Tanks for the advice.  These posts and replies show that there are many ways to do the same thing.  The roll thread taps and dies are something I will look into.  The acid method, too.

Stainless and titanium can be tough metals to thread with dies.  There are three methods I use.  One is to cut the threads on the lathe to 80 or 90 percent depth and then to finish the thread with a die.  Another method is to use adjustable dies that can be opened up to cut a set of treads and then closed to recut the threads deeper.
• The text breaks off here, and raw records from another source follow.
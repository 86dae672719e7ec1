mod catalog;
mod cli;
mod discovery;
mod error;
mod logging;
mod model;
mod orchestrator;
#[cfg(feature = "tui")]
mod tui;

use anyhow::Result;
use clap::Parser;

#[tokio::main]
async fn main() -> Result<()> {
    let args = cli::Cli::parse();
    let is_interactive = args.is_interactive();

    if is_interactive {
        let path = args
            .log_file
            .clone()
            .unwrap_or_else(logging::default_log_path);
        logging::init_file(&path);
    } else {
        logging::init_stderr();
    }

    match cli::run(args).await {
        Ok(code) => {
            // Non-TUI modes exit explicitly so the child's code is propagated.
            if !is_interactive || code != 0 {
                std::process::exit(code);
            }
            Ok(())
        }
        Err(e) => Err(e),
    }
}
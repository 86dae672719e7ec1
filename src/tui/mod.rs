mod help;
mod state;

use crate::catalog::Catalog;
use crate::discovery::describe::truncate;
use crate::model::{RunConfig, SessionState};
use crate::orchestrator::{
    self, LauncherEvent, OutputBuffer, ProcessController, StreamSource, UiCommand,
};
use anyhow::{Context, Result};
use crossterm::{
    event::{self, Event, KeyEventKind},
    execute,
    terminal::{disable_raw_mode, enable_raw_mode, EnterAlternateScreen, LeaveAlternateScreen},
};
use ratatui::{
    backend::CrosstermBackend,
    layout::{Constraint, Direction, Layout, Rect},
    style::{Color, Modifier, Style},
    text::{Line, Span},
    widgets::{Block, Borders, Paragraph},
    Terminal,
};
use state::{Screen, UiAction, UiState};
use std::sync::Arc;
use std::{io, time::Duration, time::Instant};
use tokio::sync::mpsc;
use tokio::sync::mpsc::{UnboundedReceiver, UnboundedSender};

pub async fn run(cfg: RunConfig) -> Result<()> {
    // Unbounded channels avoid backpressure between the UI thread and the runtime.
    let (event_tx, event_rx) = mpsc::unbounded_channel::<LauncherEvent>();
    let (cmd_tx, cmd_rx) = mpsc::unbounded_channel::<UiCommand>();

    let catalog = Arc::new(Catalog::new(cfg.discovery.clone()));
    let controller = Arc::new(ProcessController::new(cfg.launch.clone()));

    // TUI runs in a dedicated thread to keep all blocking I/O out of the Tokio runtime.
    let ui_catalog = catalog.clone();
    let ui_controller = controller.clone();
    let tick = cfg.tick;
    let ui_handle = std::thread::spawn(move || {
        run_threaded(ui_catalog, ui_controller, tick, event_rx, cmd_tx)
    });

    let res = orchestrator::run_controller(controller, event_tx, cmd_rx).await;

    let join_res = tokio::task::spawn_blocking(move || ui_handle.join()).await;
    if let Ok(joined) = join_res {
        match joined {
            Ok(Ok(())) => {}
            Ok(Err(e)) => return Err(e),
            Err(_) => return Err(anyhow::anyhow!("TUI thread panicked")),
        }
    }

    res
}

/// Run the TUI loop on a dedicated thread.
fn run_threaded(
    catalog: Arc<Catalog>,
    controller: Arc<ProcessController>,
    tick_rate: Duration,
    mut event_rx: UnboundedReceiver<LauncherEvent>,
    cmd_tx: UnboundedSender<UiCommand>,
) -> Result<()> {
    enable_raw_mode().context("enable raw mode")?;
    let mut stdout = io::stdout();
    execute!(stdout, EnterAlternateScreen).ok();

    let backend = CrosstermBackend::new(stdout);
    let mut terminal = Terminal::new(backend).context("create terminal")?;
    terminal.clear().ok();

    let found = catalog.refresh();
    let mut state = UiState::new(catalog.list());
    match found {
        Ok(count) => state.info(format!("Found {count} applications")),
        Err(e) => state.error(format!("Discovery failed: {e}")),
    }

    let overdue = || Instant::now().checked_sub(tick_rate).unwrap_or_else(Instant::now);
    let mut last_tick = overdue();

    let res = loop {
        // Drain events without blocking to keep the UI responsive.
        while let Ok(ev) = event_rx.try_recv() {
            state.apply_event(ev);
        }
        if state.screen == Screen::Exiting {
            break Ok(());
        }

        if last_tick.elapsed() >= tick_rate {
            let live = controller.poll();
            terminal
                .draw(|f| draw(f.area(), f, &state, &live, controller.output()))
                .ok();
            last_tick = Instant::now();
        }

        // Poll input with a short timeout to avoid blocking the render loop.
        if event::poll(Duration::from_millis(10)).unwrap_or(false) {
            if let Ok(Event::Key(k)) = event::read() {
                if k.kind != KeyEventKind::Press {
                    continue;
                }
                match state.handle_key(k) {
                    Some(UiAction::Launch(unit)) => {
                        let _ = cmd_tx.send(UiCommand::Launch(unit));
                    }
                    Some(UiAction::Stop) => {
                        let _ = cmd_tx.send(UiCommand::Stop);
                    }
                    Some(UiAction::Refresh) => match catalog.refresh() {
                        Ok(_) => state.set_units(catalog.list()),
                        Err(e) => state.error(format!("Refresh failed: {e}")),
                    },
                    Some(UiAction::Quit) => {
                        let _ = cmd_tx.send(UiCommand::Quit);
                        break Ok(());
                    }
                    None => {}
                }
                // Redraw right away so key feedback does not wait for the tick.
                last_tick = overdue();
            }
        }
    };

    disable_raw_mode().ok();
    let mut stdout = io::stdout();
    execute!(stdout, LeaveAlternateScreen).ok();

    if let Some(session) = state.session.as_ref().filter(|_| controller.poll().is_active()) {
        eprintln!("Stopping {}…", session.unit.display_name);
    }
    res
}

fn draw(
    area: Rect,
    f: &mut ratatui::Frame,
    state: &UiState,
    live: &SessionState,
    output: &OutputBuffer,
) {
    match state.screen {
        Screen::LiveView => draw_live(area, f, state, live, output),
        _ => draw_menu(area, f, state, live),
    }
    if state.show_help {
        help::draw_help(area, f, state.screen);
    }
}

fn banner_line(state: &UiState) -> Line<'static> {
    match &state.banner {
        Some(b) if b.error => Line::from(Span::styled(
            b.text.clone(),
            Style::default().fg(Color::Red),
        )),
        Some(b) => Line::from(Span::styled(
            b.text.clone(),
            Style::default().fg(Color::Yellow),
        )),
        None => Line::from(""),
    }
}

fn hint(key: &'static str, what: &'static str) -> [Span<'static>; 2] {
    [
        Span::styled(key, Style::default().fg(Color::Magenta)),
        Span::raw(format!(" {what}  ")),
    ]
}

fn draw_menu(area: Rect, f: &mut ratatui::Frame, state: &UiState, live: &SessionState) {
    let chunks = Layout::default()
        .direction(Direction::Vertical)
        .constraints([
            Constraint::Length(3),
            Constraint::Min(3),
            Constraint::Length(4),
        ])
        .split(area);

    let title = Paragraph::new(Line::from(vec![
        Span::styled("Applications", Style::default().add_modifier(Modifier::BOLD)),
        Span::raw("  "),
        Span::styled(
            format!("Found {} applications", state.units.len()),
            Style::default().fg(Color::Gray),
        ),
    ]))
    .block(
        Block::default()
            .borders(Borders::ALL)
            .title("monolith-launcher"),
    );
    f.render_widget(title, chunks[0]);

    let visible = chunks[1].height.saturating_sub(2).max(1) as usize;
    let offset = state.selected.saturating_sub(visible - 1);
    let name_width = state
        .units
        .iter()
        .map(|u| u.display_name.chars().count())
        .max()
        .unwrap_or(0);
    let rows: Vec<Line> = if state.units.is_empty() {
        vec![Line::from(Span::styled(
            "No applications found",
            Style::default().fg(Color::Gray),
        ))]
    } else {
        state
            .units
            .iter()
            .enumerate()
            .skip(offset)
            .take(visible)
            .map(|(i, u)| {
                let selected = i == state.selected;
                let marker = if selected { "> " } else { "  " };
                let row_style = if selected {
                    Style::default()
                        .fg(Color::Yellow)
                        .add_modifier(Modifier::BOLD)
                } else {
                    Style::default()
                };
                Line::from(vec![
                    Span::styled(format!("{marker}{:>2}. ", i + 1), row_style),
                    Span::styled(format!("{:<7}", u.kind.label()), kind_style(u.kind)),
                    Span::styled(format!("{:<name_width$}  ", u.display_name), row_style),
                    Span::styled(
                        truncate(&u.description, 60),
                        Style::default().fg(Color::Gray),
                    ),
                ])
            })
            .collect()
    };
    let list = Paragraph::new(rows).block(Block::default().borders(Borders::ALL));
    f.render_widget(list, chunks[1]);

    let mut footer = vec![banner_line(state)];
    match state.session.as_ref() {
        Some(s) if live.is_active() => {
            let mut spans = vec![
                Span::styled("● ", Style::default().fg(Color::Green)),
                Span::raw(format!("{} is {live}  ", s.unit.display_name)),
            ];
            spans.extend(hint("v", "view"));
            spans.extend(hint("x", "stop"));
            footer.push(Line::from(spans));
        }
        _ => {
            let mut spans = Vec::new();
            for (k, w) in [
                ("enter", "run"),
                ("r", "refresh"),
                ("?", "help"),
                ("q", "quit"),
            ] {
                spans.extend(hint(k, w));
            }
            footer.push(Line::from(spans));
        }
    }
    let footer = Paragraph::new(footer).block(Block::default().borders(Borders::ALL));
    f.render_widget(footer, chunks[2]);
}

fn kind_style(kind: crate::model::UnitKind) -> Style {
    use crate::model::UnitKind;
    let color = match kind {
        UnitKind::Web => Color::Cyan,
        UnitKind::Cli => Color::Green,
        UnitKind::Tui => Color::Magenta,
        UnitKind::Gui => Color::Blue,
        UnitKind::Script => Color::Yellow,
        UnitKind::Unknown => Color::Gray,
    };
    Style::default().fg(color)
}

fn state_style(live: &SessionState) -> Style {
    match live {
        SessionState::Running => Style::default().fg(Color::Green),
        SessionState::Starting | SessionState::Stopping => Style::default().fg(Color::Yellow),
        SessionState::Exited(o) if o.success() => Style::default().fg(Color::Gray),
        SessionState::Idle => Style::default().fg(Color::Gray),
        _ => Style::default().fg(Color::Red),
    }
}

fn draw_live(
    area: Rect,
    f: &mut ratatui::Frame,
    state: &UiState,
    live: &SessionState,
    output: &OutputBuffer,
) {
    let chunks = Layout::default()
        .direction(Direction::Vertical)
        .constraints([
            Constraint::Length(4),
            Constraint::Min(3),
            Constraint::Length(4),
        ])
        .split(area);

    let mut header = Vec::new();
    if let Some(s) = state.session.as_ref() {
        header.push(Line::from(vec![
            Span::styled(
                s.unit.display_name.clone(),
                Style::default().add_modifier(Modifier::BOLD),
            ),
            Span::raw(" "),
            Span::styled(format!("[{}]", s.unit.kind.label()), kind_style(s.unit.kind)),
            Span::raw("  "),
            Span::styled(live.to_string(), state_style(live)),
            Span::styled(
                format!("  pid {}  since {}", s.pid.unwrap_or_default(), s.started_at),
                Style::default().fg(Color::Gray),
            ),
        ]));
        let mut second = vec![Span::styled(
            format!("$ {}", s.unit.command_line()),
            Style::default().fg(Color::Gray),
        )];
        if let Some(url) = s.unit.url() {
            second.push(Span::raw("  "));
            second.push(Span::styled(url, Style::default().fg(Color::Cyan)));
        }
        header.push(Line::from(second));
    }
    let header =
        Paragraph::new(header).block(Block::default().borders(Borders::ALL).title("Session"));
    f.render_widget(header, chunks[0]);

    let height = chunks[1].height.saturating_sub(2) as usize;
    let total = output.len();
    let back = state.scroll_back.min(total);
    let window = output.tail(height + back);
    let shown = &window[..window.len().saturating_sub(back)];
    let body: Vec<Line> = shown
        .iter()
        .map(|l| {
            let style = match l.source {
                StreamSource::Stdout => Style::default(),
                StreamSource::Stderr => Style::default().fg(Color::Red),
                StreamSource::System => Style::default()
                    .fg(Color::DarkGray)
                    .add_modifier(Modifier::ITALIC),
            };
            Line::from(Span::styled(l.text.clone(), style))
        })
        .collect();
    let title = if back > 0 {
        format!("Output (scrolled back {back})")
    } else {
        format!("Output ({total}/{} lines)", output.capacity())
    };
    let out = Paragraph::new(body).block(Block::default().borders(Borders::ALL).title(title));
    f.render_widget(out, chunks[1]);

    let mut hints = Vec::new();
    for (k, w) in [
        ("ctrl-c", "stop"),
        ("esc", "back"),
        ("↑/↓", "scroll"),
        ("end", "follow"),
        ("?", "help"),
    ] {
        hints.extend(hint(k, w));
    }
    let footer = Paragraph::new(vec![banner_line(state), Line::from(hints)])
        .block(Block::default().borders(Borders::ALL));
    f.render_widget(footer, chunks[2]);
}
Over the years I bought a whole lot of different sized metric dies including the odd sizes.  This is how I use the odd size dies.  This stud is made from a bolt.  The first pass down this stud was made with a 9mm x 1.25 mm die.  It cut the beginning of the thread.  Then, the final pass was made with the 8mm x 1.25 mm die.  This made the threads much easier to cut.  Anti-sieze was used as a lube during the thread cutting.

Cut threads are weaker than rolled threads.  One way to use cut threads successfully is to use more or larger fasteners to compensate for their lower strength.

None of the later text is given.